-- EXERCISE --
Work out how many lines in the records below include the string "until", and reply with that number alone.

-- EXERCISE DATA --

::::::::::

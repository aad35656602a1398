//! gRPC front end.
//!
//! One unary method over the same engine the HTTP front uses. The
//! server-side concurrency cap bounds how many RPC calls are in flight
//! at once; all of them still serialize inside the executor.

use std::future::Future;
use std::net::SocketAddr;

use tonic::{transport::Server, Request, Response, Status};
use tracing::info;

use crate::error::into_status;
use crate::state::AppState;

pub mod proto {
    tonic::include_proto!("video");
}

use proto::video_generator_server::{VideoGenerator, VideoGeneratorServer};
use proto::{VideoMetadata, VideoRequest, VideoResponse};

pub struct VideoGeneratorService {
    state: AppState,
}

impl VideoGeneratorService {
    pub fn new(state: AppState) -> Self {
        Self { state }
    }
}

#[tonic::async_trait]
impl VideoGenerator for VideoGeneratorService {
    async fn generate_video(
        &self,
        request: Request<VideoRequest>,
    ) -> Result<Response<VideoResponse>, Status> {
        let request = request.into_inner();
        info!(
            image_bytes = request.image.len(),
            fps = request.fps,
            frames = request.frames,
            motion = request.motion,
            "rpc generation request"
        );

        let validated =
            kinema_core::validate(request.image.into(), request.fps, request.frames, request.motion)
                .map_err(into_status)?;
        let result = self
            .state
            .executor
            .submit(validated)
            .await
            .map_err(into_status)?;

        Ok(Response::new(VideoResponse {
            video: result.video,
            metadata: Some(VideoMetadata {
                model_version: result.model_version,
                duration: result.duration_secs,
                processing_time: result.processing_secs,
            }),
        }))
    }
}

/// Serve the RPC front until the shutdown future resolves.
pub async fn serve(
    state: AppState,
    addr: SocketAddr,
    workers: usize,
    shutdown: impl Future<Output = ()>,
) -> Result<(), tonic::transport::Error> {
    info!(%addr, workers, "rpc server listening");

    Server::builder()
        .concurrency_limit_per_connection(workers)
        .add_service(VideoGeneratorServer::new(VideoGeneratorService::new(state)))
        .serve_with_shutdown(addr, shutdown)
        .await
}
//! Shared engine types: execution device and job output.

use serde::{Deserialize, Serialize};

/// Execution device the pipeline landed on.
///
/// Selected once at startup from configuration and fixed for the
/// process lifetime.
#[derive(Debug, Clone, Copy, PartialEq, Eq, Serialize, Deserialize)]
#[serde(rename_all = "lowercase")]
pub enum Device {
    Cuda,
    Cpu,
}

impl Device {
    pub fn from_use_cpu(use_cpu: bool) -> Self {
        if use_cpu {
            Device::Cpu
        } else {
            Device::Cuda
        }
    }

    pub fn is_cpu(&self) -> bool {
        matches!(self, Device::Cpu)
    }

    pub fn is_cuda(&self) -> bool {
        matches!(self, Device::Cuda)
    }

    pub fn as_str(&self) -> &'static str {
        match self {
            Device::Cuda => "cuda",
            Device::Cpu => "cpu",
        }
    }
}

impl std::fmt::Display for Device {
    fn fmt(&self, f: &mut std::fmt::Formatter<'_>) -> std::fmt::Result {
        f.write_str(self.as_str())
    }
}

impl std::str::FromStr for Device {
    type Err = String;

    fn from_str(s: &str) -> std::result::Result<Self, Self::Err> {
        match s {
            "cuda" => Ok(Device::Cuda),
            "cpu" => Ok(Device::Cpu),
            other => Err(format!("unknown device '{other}'")),
        }
    }
}

/// Output of one completed generation job, owned by the caller once
/// returned.
#[derive(Debug, Clone)]
pub struct InferenceResult {
    /// Encoded video frames
    pub video: Vec<u8>,
    /// Version string of the model that produced the frames
    pub model_version: String,
    /// Clip duration in seconds (frames / fps)
    pub duration_secs: f32,
    /// Wall-clock time spent inside the pipeline invocation
    pub processing_secs: f32,
    /// Device the job ran on
    pub device: Device,
}
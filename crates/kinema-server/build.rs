fn main() -> Result<(), Box<dyn std::error::Error>> {
    std::env::set_var("PROTOC", protoc_bin_vendored::protoc_bin_path()?);
    tonic_build::compile_protos("proto/video.proto")?;
    Ok(())
}
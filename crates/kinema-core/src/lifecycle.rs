//! Pipeline lifecycle: load once, then serve until the process dies.
//!
//! The state tag lives in an `AtomicU8` so the hot paths (`status` and
//! the readiness check in `submit`) never take a lock. The handle is
//! written exactly once, before the tag flips to Ready, so any reader
//! that observes Ready also observes the handle.

use std::sync::atomic::{AtomicU8, Ordering};
use std::sync::OnceLock;
use std::time::Instant;
use tracing::{error, info};

use crate::error::{Error, Result};
use crate::pipeline::{PipelineHandle, PipelineLoader};
use crate::types::Device;

const TAG_LOADING: u8 = 0;
const TAG_READY: u8 = 1;
const TAG_FAILED: u8 = 2;

/// Readiness of the shared pipeline. `Ready` and `Failed` are both
/// terminal; there is no reload.
#[derive(Debug, Clone, Copy, PartialEq, Eq)]
pub enum LifecycleState {
    Loading,
    Ready,
    Failed,
}

impl LifecycleState {
    fn from_tag(tag: u8) -> Self {
        match tag {
            TAG_READY => LifecycleState::Ready,
            TAG_FAILED => LifecycleState::Failed,
            _ => LifecycleState::Loading,
        }
    }

    pub fn as_str(&self) -> &'static str {
        match self {
            LifecycleState::Loading => "loading",
            LifecycleState::Ready => "ready",
            LifecycleState::Failed => "failed",
        }
    }
}

/// Point-in-time snapshot for health reporting.
#[derive(Debug, Clone, Copy)]
pub struct LifecycleStatus {
    pub state: LifecycleState,
    pub elapsed_secs: f64,
    pub device: Option<Device>,
}

/// Owns the one pipeline handle and drives its load.
pub struct LifecycleManager {
    state: AtomicU8,
    started: Instant,
    handle: OnceLock<PipelineHandle>,
    failure: OnceLock<String>,
}

impl LifecycleManager {
    pub fn new() -> Self {
        Self {
            state: AtomicU8::new(TAG_LOADING),
            started: Instant::now(),
            handle: OnceLock::new(),
            failure: OnceLock::new(),
        }
    }

    /// Run the loader and transition to Ready or Failed.
    ///
    /// Called once at process start, on a blocking task off the request
    /// path. Load failure is fatal to the instance: the error is
    /// returned so the caller can terminate rather than serve with no
    /// model.
    pub fn begin_load(&self, loader: &dyn PipelineLoader) -> Result<()> {
        if self.state.load(Ordering::Acquire) != TAG_LOADING {
            return Err(Error::LoadFailure("load was already attempted".into()));
        }

        info!("loading pipeline");
        match loader.load() {
            Ok(handle) => {
                let device = handle.device();
                let model = handle.model_version().to_string();
                if self.handle.set(handle).is_err() {
                    return Err(Error::LoadFailure("pipeline was already loaded".into()));
                }
                self.state.store(TAG_READY, Ordering::Release);
                info!(
                    %device,
                    model = %model,
                    elapsed_secs = self.elapsed_secs() as u64,
                    "pipeline ready"
                );
                Ok(())
            }
            Err(e) => {
                let message = e.to_string();
                let _ = self.failure.set(message.clone());
                self.state.store(TAG_FAILED, Ordering::Release);
                error!(error = %message, "pipeline load failed");
                Err(Error::LoadFailure(message))
            }
        }
    }

    pub fn state(&self) -> LifecycleState {
        LifecycleState::from_tag(self.state.load(Ordering::Acquire))
    }

    /// Seconds since the process began loading.
    pub fn elapsed_secs(&self) -> f64 {
        self.started.elapsed().as_secs_f64()
    }

    /// Side-effect-free snapshot; safe to call concurrently at any
    /// time, including mid-load.
    pub fn status(&self) -> LifecycleStatus {
        let state = self.state();
        LifecycleStatus {
            state,
            elapsed_secs: self.elapsed_secs(),
            device: self.handle.get().map(|h| h.device()),
        }
    }

    /// Fail fast with `NotReady` unless the pipeline is usable.
    pub fn ensure_ready(&self) -> Result<()> {
        match self.state() {
            LifecycleState::Ready => Ok(()),
            _ => Err(Error::NotReady {
                elapsed_secs: self.elapsed_secs(),
            }),
        }
    }

    /// The loaded handle, only once Ready.
    pub fn handle(&self) -> Result<&PipelineHandle> {
        self.ensure_ready()?;
        self.handle.get().ok_or(Error::NotReady {
            elapsed_secs: self.elapsed_secs(),
        })
    }

    /// The recorded load failure, if the load failed.
    pub fn failure(&self) -> Option<&str> {
        self.failure.get().map(String::as_str)
    }
}

impl Default for LifecycleManager {
    fn default() -> Self {
        Self::new()
    }
}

::::::::::

-- RESPONSE TO THIS TASK --
2